Since Oregon state senators serve a four-year term, Cogswell did not have to run for re-election prior to the opening of the 1891 legislative session. Prior to the election, some state legislative district boundaries were redrawn. As a result, Cogswell's senate district was changed from District 6 to District 9. While given a new district number, his constituency did not change. In the 1889 regular legislative session, he still represented Crook, Klamath, and Lake counties. He served in that session from 12 January through 20 February.

Cogswell was re-elected to the state senate in 1892. While he had easily won the 1888 election, he won the 1892 election by double his previous vote margin. Also, his district number was changed once again. While he continued to represent Crook, Klamath, and Lake counties, his new district was District 8. He served in the 1893 regular legislative session from 9 January to 17 February. At the beginning of the session, Cogswell was the Democratic candidate for President of the Senate. However, the Republican majority elected C. W. Fulton to that post. Fulton then appointed Cogswell chairman of the senate's federal relations committee.

In 1894, Cogswell ran for the seat in the United States Congress from Oregon's 1st congressional district. However, he lost to the incumbent Republican, Binger Hermann. Because he was elected to a four-year senate term, Cogswell did not lose his state senate seat when he ran for Congress. Therefore, he continued to represent the people of Crook, Klamath, and Lake counties in state senate District 8 during the 1895 regular legislative session. That session began on 14 January and lasted for one month, ending on 14 February. His Democratic Party affiliation had been tenuous for a long time since he often voted with Republicans on key legislative issues. Near the end of his four-year term, Cogswell left the Democratic Party and became a Republican.

== Later career ==

After leaving the legislature, Cogswell retired from his law practice in Lakeview and moved with his family to Portland. In Portland, he continued participating in a wide range of business activities. He was a major investor in several large banks. He served as a director of the Oregon Life Insurance Company while he also remained president of the Warner Valley Stock Company with land interests in southern Oregon, northern California, and Nevada. In 1902, Cogswell was one of the founders of the Midway Telegraph and Telephone Company. That same year, he became a director of the newly incorporated Columbia River and Northern Railroad. Other officials of that business included Rufus Mallory, Henry W. Corbett, and Henry Pittock.

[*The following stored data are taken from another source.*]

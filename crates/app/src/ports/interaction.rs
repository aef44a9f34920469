//! Interaction port: the person operating the dashboard.

use std::future::Future;

/// Confirmation prompts, notices, and modal control.
pub trait UserInteraction {
    /// Ask a yes/no question; `true` means go ahead.
    fn confirm(&self, message: &str) -> impl Future<Output = bool>;

    /// Show an informational notice.
    fn notify(&self, message: &str);

    /// Close every open modal dialog.
    fn close_modals(&self);
}
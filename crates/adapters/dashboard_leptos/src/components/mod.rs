mod modals;
mod stat_card;
mod toast;

pub use modals::{AddPlantModal, WifiModal};
pub use stat_card::StatCard;
pub use toast::{ToastContainer, ToastProvider, use_toasts};
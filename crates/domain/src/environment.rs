//! Environment: climate readings from the controller's air sensor.

use serde::{Deserialize, Serialize};

/// Air readings at the time of the last poll.
///
/// A reading is `None` when the controller reports it missing or `null`
/// (the firmware serializes a failed sensor read as `null`).
#[derive(Debug, Clone, Copy, Default, PartialEq, Serialize, Deserialize)]
#[serde(default)]
pub struct Environment {
    /// Vapour pressure deficit in kPa.
    pub vpd: Option<f64>,
    /// Temperature in °C.
    pub temp: Option<f64>,
    /// Relative humidity in %.
    pub hum: Option<f64>,
}

impl Environment {
    /// Whether any reading is present.
    #[must_use]
    pub fn has_readings(&self) -> bool {
        self.vpd.is_some() || self.temp.is_some() || self.hum.is_some()
    }
}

Cogswell also became involved in Portland's city government. In 1902, just before leaving office Portland mayor Henry S. Rowe, appointed him to the city's public works board. Three years later, mayor Harry Lane appointed Cogswell to the City Executive Board. In that capacity, he was one of Lane's closest advisors. As a member of the executive board, he served as chairman of the board's judiciary committee for three years.

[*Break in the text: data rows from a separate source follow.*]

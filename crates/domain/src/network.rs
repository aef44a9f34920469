//! Controller link and probe information.

use serde::{Deserialize, Serialize};

use crate::plant::deserialize_flag;

/// Connectivity and housekeeping fields reported alongside each snapshot.
#[derive(Debug, Clone, Default, PartialEq, Eq, Serialize, Deserialize)]
#[serde(default)]
pub struct ControllerStatus {
    /// `true` in station mode, `false` while the access point is up.
    pub wifi_connected: bool,
    /// Joined network, or the access-point SSID when not connected.
    pub ssid: Option<String>,
    pub ip: Option<String>,
    /// Seconds since the controller booted.
    pub uptime: Option<u64>,
    /// Buzzer do-not-disturb window active.
    pub dnd: bool,
}

/// One network found by a Wi-Fi scan.
#[derive(Debug, Clone, PartialEq, Eq, Serialize, Deserialize)]
pub struct WifiNetwork {
    pub ssid: String,
    /// The firmware reports this as `0`/`1`, so any truthy value is accepted.
    #[serde(default, deserialize_with = "deserialize_flag")]
    pub secure: bool,
}

/// Result of forcing sensor auto-detection on a channel.
#[derive(Debug, Clone, PartialEq, Eq, Serialize, Deserialize)]
pub struct SensorProbe {
    /// Raw ADC or radar energy value.
    pub raw: i64,
    /// Detected mode, e.g. `"Radar"` or `"Analog"`.
    pub mode: String,
}

#[cfg(test)]
mod tests {
    use super::*;
    use serde_json::json;

    #[test]
    fn should_parse_scan_result_with_numeric_secure_flag() {
        let networks: Vec<WifiNetwork> = serde_json::from_value(json!([
            {"ssid": "greenhouse", "secure": 1},
            {"ssid": "guest", "secure": 0},
        ]))
        .unwrap();
        assert!(networks[0].secure);
        assert!(!networks[1].secure);
    }

    #[test]
    fn should_default_missing_status_fields() {
        let status: ControllerStatus = serde_json::from_value(json!({})).unwrap();
        assert_eq!(status, ControllerStatus::default());
    }

    #[test]
    fn should_parse_probe() {
        let probe: SensorProbe =
            serde_json::from_value(json!({"raw": 2810, "mode": "Analog"})).unwrap();
        assert_eq!(probe.raw, 2810);
        assert_eq!(probe.mode, "Analog");
    }
}
//! Plant: one watered channel as reported by the controller.

use serde::{Deserialize, Deserializer, Serialize};

use crate::id::{ChannelIndex, PlantId};

/// Substring of `sensor_mode` that marks a radar probe (case-sensitive).
const RADAR_MARKER: &str = "Radar";

/// A plant bound to a hardware channel.
///
/// Only `id` and `originalIndex` are required on the wire; every other field
/// falls back to a neutral default so a sparse controller payload still
/// parses.
#[derive(Debug, Clone, PartialEq, Serialize, Deserialize)]
pub struct Plant {
    pub id: PlantId,
    #[serde(rename = "originalIndex")]
    pub channel: ChannelIndex,
    #[serde(default)]
    pub name: String,
    #[serde(default)]
    pub moisture: i32,
    #[serde(default)]
    pub threshold: i32,
    #[serde(default)]
    pub is_watering: bool,
    #[serde(default, deserialize_with = "deserialize_flag")]
    pub error: bool,
    #[serde(default, skip_serializing_if = "Option::is_none")]
    pub sensor_mode: Option<String>,
    #[serde(
        rename = "type",
        default,
        skip_serializing_if = "Option::is_none"
    )]
    pub profile: Option<String>,
    /// Pump run time in seconds.
    #[serde(default, skip_serializing_if = "Option::is_none")]
    pub duration: Option<u32>,
}

impl Plant {
    /// Display status, evaluated top-down: watering, then error, then dry.
    #[must_use]
    pub fn status(&self) -> PlantStatus {
        if self.is_watering {
            PlantStatus::Pumping
        } else if self.error {
            PlantStatus::Error
        } else if self.moisture < self.threshold {
            PlantStatus::Dry
        } else {
            PlantStatus::Normal
        }
    }

    #[must_use]
    pub fn sensor_kind(&self) -> SensorKind {
        SensorKind::classify(self.sensor_mode.as_deref())
    }
}

/// Display status of a plant row.
#[derive(Debug, Clone, Copy, PartialEq, Eq)]
pub enum PlantStatus {
    Pumping,
    Error,
    Dry,
    Normal,
}

impl PlantStatus {
    /// Tag label shown next to the name, `None` for a healthy plant.
    #[must_use]
    pub fn tag(self) -> Option<&'static str> {
        match self {
            Self::Pumping => Some("PUMPING"),
            Self::Error => Some("ERROR"),
            Self::Dry => Some("DRY"),
            Self::Normal => None,
        }
    }

    /// Style hook for the tag.
    #[must_use]
    pub fn css_class(self) -> Option<&'static str> {
        match self {
            Self::Pumping => Some("water"),
            Self::Error => Some("err"),
            Self::Dry => Some("dry"),
            Self::Normal => None,
        }
    }
}

/// Moisture probe family, derived from the controller's `sensor_mode` string.
#[derive(Debug, Clone, Copy, PartialEq, Eq)]
pub enum SensorKind {
    Radar,
    Analog,
}

impl SensorKind {
    #[must_use]
    pub fn classify(sensor_mode: Option<&str>) -> Self {
        match sensor_mode {
            Some(mode) if mode.contains(RADAR_MARKER) => Self::Radar,
            _ => Self::Analog,
        }
    }

    #[must_use]
    pub fn label(self) -> &'static str {
        match self {
            Self::Radar => "RADAR",
            Self::Analog => "ANALOG",
        }
    }
}

/// Accept any JSON value as a flag using truthiness: `null`, `false`, `0`
/// and `""` are false, everything else is true.
pub(crate) fn deserialize_flag<'de, D>(deserializer: D) -> Result<bool, D::Error>
where
    D: Deserializer<'de>,
{
    use serde_json::Value;

    Ok(match Value::deserialize(deserializer)? {
        Value::Null => false,
        Value::Bool(flag) => flag,
        Value::Number(n) => n.as_f64().is_some_and(|v| v != 0.0 && !v.is_nan()),
        Value::String(s) => !s.is_empty(),
        Value::Array(_) | Value::Object(_) => true,
    })
}
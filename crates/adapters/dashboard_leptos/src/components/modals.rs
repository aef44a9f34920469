//! Add-plant and Wi-Fi dialogs.

use irrigo_domain::network::WifiNetwork;
use irrigo_domain::request::WifiCredentials;
use leptos::prelude::*;
use leptos::task::spawn_local;

use super::toast::use_toasts;
use crate::SharedDispatcher;
use crate::interaction::Modal;

/// Name entry for a new plant. The controller picks channel and sensor.
#[component]
pub fn AddPlantModal(
    dispatcher: SharedDispatcher,
    set_modal: WriteSignal<Option<Modal>>,
) -> impl IntoView {
    let toasts = use_toasts();
    let (name, set_name) = signal(String::new());

    let submit = move |_| {
        let dispatcher = dispatcher.get_value();
        let name = name.get_untracked();
        spawn_local(async move {
            // Once the controller answers, the dispatcher closes this dialog and forces a refresh.
            if let Err(err) = dispatcher.add_plant(&name).await {
                toasts.report(&err);
            }
        });
    };

    view! {
        <div class="modal-backdrop">
            <div class="modal">
                <h2>"NEW PLANT"</h2>
                <input
                    type="text"
                    placeholder="Name"
                    prop:value=move || name.get()
                    on:input=move |ev| set_name.set(event_target_value(&ev))
                />
                <div class="modal-actions">
                    <button on:click=submit>"ADD"</button>
                    <button class="btn-del" on:click=move |_| set_modal.set(None)>"CANCEL"</button>
                </div>
            </div>
        </div>
    }
}

/// Network scan and credential entry.
#[component]
pub fn WifiModal(
    dispatcher: SharedDispatcher,
    set_modal: WriteSignal<Option<Modal>>,
) -> impl IntoView {
    let toasts = use_toasts();
    let (ssid, set_ssid) = signal(String::new());
    let (password, set_password) = signal(String::new());
    let (networks, set_networks) = signal(Vec::<WifiNetwork>::new());

    let scan = move |_| {
        let dispatcher = dispatcher.get_value();
        spawn_local(async move {
            match dispatcher.scan_networks().await {
                Ok(found) if found.is_empty() => toasts.info("Scanning, try again shortly"),
                Ok(found) => set_networks.set(found),
                Err(err) => toasts.report(&err),
            }
        });
    };

    let save = move |_| {
        let dispatcher = dispatcher.get_value();
        let credentials = WifiCredentials {
            ssid: ssid.get_untracked(),
            password: password.get_untracked(),
        };
        set_modal.set(None);
        spawn_local(async move {
            if let Err(err) = dispatcher.save_wifi(credentials).await {
                toasts.report(&err);
            }
        });
    };

    view! {
        <div class="modal-backdrop">
            <div class="modal">
                <h2>"WIFI"</h2>
                <button on:click=scan>"SCAN"</button>
                <ul class="networks">
                    {move || {
                        networks
                            .get()
                            .into_iter()
                            .map(|network| {
                                let picked = network.ssid.clone();
                                let security = if network.secure { " (secured)" } else { "" };
                                view! {
                                    <li on:click=move |_| set_ssid.set(picked.clone())>
                                        {network.ssid}{security}
                                    </li>
                                }
                            })
                            .collect_view()
                    }}
                </ul>
                <input
                    type="text"
                    placeholder="SSID"
                    prop:value=move || ssid.get()
                    on:input=move |ev| set_ssid.set(event_target_value(&ev))
                />
                <input
                    type="password"
                    placeholder="Password"
                    prop:value=move || password.get()
                    on:input=move |ev| set_password.set(event_target_value(&ev))
                />
                <div class="modal-actions">
                    <button on:click=save>"SAVE & REBOOT"</button>
                    <button class="btn-del" on:click=move |_| set_modal.set(None)>"CANCEL"</button>
                </div>
            </div>
        </div>
    }
}
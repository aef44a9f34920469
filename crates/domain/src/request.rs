//! Request bodies sent to the controller.

use serde::Serialize;

use crate::error::ValidationError;
use crate::id::{ChannelIndex, PlantId};

/// Profile sent for newly added plants; the controller picks the sensor type.
pub const DEFAULT_PLANT_PROFILE: &str = "general";
/// Dryness threshold (%) sent for newly added plants.
pub const DEFAULT_THRESHOLD: i32 = 40;

/// `POST /api/water`
#[derive(Debug, Clone, Copy, PartialEq, Eq, Serialize)]
pub struct WaterRequest {
    pub index: ChannelIndex,
}

/// `POST /api/delete-plant`
#[derive(Debug, Clone, Copy, PartialEq, Eq, Serialize)]
pub struct DeletePlantRequest {
    pub id: PlantId,
}

/// `POST /api/add-plant`
#[derive(Debug, Clone, PartialEq, Eq, Serialize)]
pub struct AddPlantRequest {
    pub name: String,
    #[serde(rename = "type")]
    pub profile: String,
    pub threshold: i32,
}

impl AddPlantRequest {
    /// Build a request with the default profile and threshold.
    ///
    /// # Errors
    ///
    /// Returns [`ValidationError::EmptyName`] when `name` is empty.
    pub fn with_defaults(name: impl Into<String>) -> Result<Self, ValidationError> {
        let name = name.into();
        if name.is_empty() {
            return Err(ValidationError::EmptyName);
        }
        Ok(Self {
            name,
            profile: DEFAULT_PLANT_PROFILE.to_string(),
            threshold: DEFAULT_THRESHOLD,
        })
    }
}

/// `POST /api/update-config`: omitted fields are left unchanged.
#[derive(Debug, Clone, Copy, PartialEq, Eq, Serialize)]
pub struct UpdateConfigRequest {
    pub id: PlantId,
    #[serde(skip_serializing_if = "Option::is_none")]
    pub threshold: Option<i32>,
    #[serde(skip_serializing_if = "Option::is_none")]
    pub duration: Option<u32>,
}

/// `POST /api/save-wifi`
#[derive(Clone, PartialEq, Eq, Serialize)]
pub struct WifiCredentials {
    pub ssid: String,
    pub password: String,
}

impl std::fmt::Debug for WifiCredentials {
    fn fmt(&self, f: &mut std::fmt::Formatter<'_>) -> std::fmt::Result {
        f.debug_struct("WifiCredentials")
            .field("ssid", &self.ssid)
            .field("password", &"<redacted>")
            .finish()
    }
}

Cogswell was also very active in a number of civic groups. He was a member of the Sumner Post of the Grand Army of the Republic and a member of the Military Order of the Loyal Legion of the United States. Both organizations were for Civil War veterans of the Union Army. He also belonged to several Freemasonry orders.

== Death and legacy ==

On April 24, 1908, Cogswell suffered a heart attack while running to catch an electric trolley car near his home in Portland. After boarding the trolley, he complained to two friends that he was out of breath. He then collapsed and died before medical help could be summoned. Cogswell's will left his estate to his wife and children. At the time of his death, his estate was valued in access of $100,000.

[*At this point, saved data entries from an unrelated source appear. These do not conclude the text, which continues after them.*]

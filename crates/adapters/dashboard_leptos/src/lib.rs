//! # irrigo-dashboard-leptos
//!
//! Browser front end served by the controller itself. The Leptos shell owns
//! the stat cards, status bar, dialogs and toasts; the plant list is mounted
//! by the core renderer through [`dom::DomDashboard`].

use std::rc::Rc;

use irrigo_app::dispatcher::ActionDispatcher;
use irrigo_app::poller::Poller;
use irrigo_app::ports::LinkStatus;
use irrigo_app::view::EnvironmentReadout;
use irrigo_domain::environment::Environment;
use leptos::prelude::*;
use leptos::task::spawn_local;

pub mod api;
mod components;
pub mod dom;
pub mod interaction;
pub mod logging;
pub mod timer;

use api::GlooController;
use components::{AddPlantModal, StatCard, ToastContainer, WifiModal, use_toasts};
use interaction::{BrowserUser, Modal};
use timer::GlooTimer;

pub type BrowserDispatcher = ActionDispatcher<GlooController, BrowserUser>;

/// Dispatcher handle that event handlers can copy.
pub type SharedDispatcher = StoredValue<Rc<BrowserDispatcher>, LocalStorage>;

fn link_label(link: LinkStatus) -> String {
    if link.online {
        "ONLINE".to_string()
    } else {
        format!("OFFLINE ({})", link.consecutive_failures)
    }
}

/// Root application component.
#[component]
pub fn App() -> impl IntoView {
    view! {
        <ToastContainer>
            <PlantDashboard/>
        </ToastContainer>
    }
}

#[component]
fn PlantDashboard() -> impl IntoView {
    let toasts = use_toasts();
    let (readout, set_readout) = signal(EnvironmentReadout::from_environment(
        &Environment::default(),
    ));
    let (status, set_status) = signal(String::new());
    let (link, set_link) = signal(LinkStatus {
        online: true,
        consecutive_failures: 0,
    });
    let (modal, set_modal) = signal(None::<Modal>);

    let poller = Poller::new(
        GlooController,
        GlooTimer,
        dom::DomDashboard::new(set_readout, set_status, set_link),
    );
    let dispatcher = Rc::new(ActionDispatcher::new(
        GlooController,
        BrowserUser::new(set_modal),
        poller.refresh_handle(),
    ));
    spawn_local(poller.run());

    let rows = Rc::clone(&dispatcher);
    let installed = dom::install_click_delegate(move |action| {
        let dispatcher = Rc::clone(&rows);
        spawn_local(async move {
            if let Err(err) = dispatcher.dispatch(action).await {
                toasts.report(&err);
            }
        });
    });
    if let Err(err) = installed {
        tracing::error!(error = %err, "plant row buttons will not respond");
    }

    let dispatcher: SharedDispatcher = StoredValue::new_local(dispatcher);
    let reboot = move |_| {
        let dispatcher = dispatcher.get_value();
        spawn_local(async move {
            if let Err(err) = dispatcher.reboot().await {
                toasts.report(&err);
            }
        });
    };

    view! {
        <header class="top-bar">
            <h1>"IRRIGO"</h1>
            <span class="link" class:offline=move || !link.get().online>
                {move || link_label(link.get())}
            </span>
        </header>
        <section class="stats">
            <StatCard label="VPD" unit="kPa" value=Signal::derive(move || readout.get().vpd)/>
            <StatCard label="TEMP" unit="\u{00B0}C" value=Signal::derive(move || readout.get().temp)/>
            <StatCard label="HUM" unit="%" value=Signal::derive(move || readout.get().hum)/>
        </section>
        <p class="status-line">{move || status.get()}</p>
        <div id={dom::PLANT_LIST_ID} class="plant-list"></div>
        <footer class="controls">
            <button on:click=move |_| set_modal.set(Some(Modal::AddPlant))>"+ PLANT"</button>
            <button on:click=move |_| set_modal.set(Some(Modal::Wifi))>"WIFI"</button>
            <button class="btn-del" on:click=reboot>"REBOOT"</button>
        </footer>
        <Show when=move || modal.get() == Some(Modal::AddPlant)>
            <AddPlantModal dispatcher=dispatcher set_modal=set_modal/>
        </Show>
        <Show when=move || modal.get() == Some(Modal::Wifi)>
            <WifiModal dispatcher=dispatcher set_modal=set_modal/>
        </Show>
    }
}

After Cogswell's death, flags on public building in Portland were flown at half-mast. On 9 May 1908, friends and colleagues gathered to honor him at a memorial service held at the courthouse in Portland. The court and members of the Oregon State Bar passed a resolution honoring Cogswell and had it read into the court record. A few days later, Portland's executive board passed a resolution honoring Cogswell. The resolution highlighted his long record of public service as a soldier, attorney, legislator, and engaged citizen.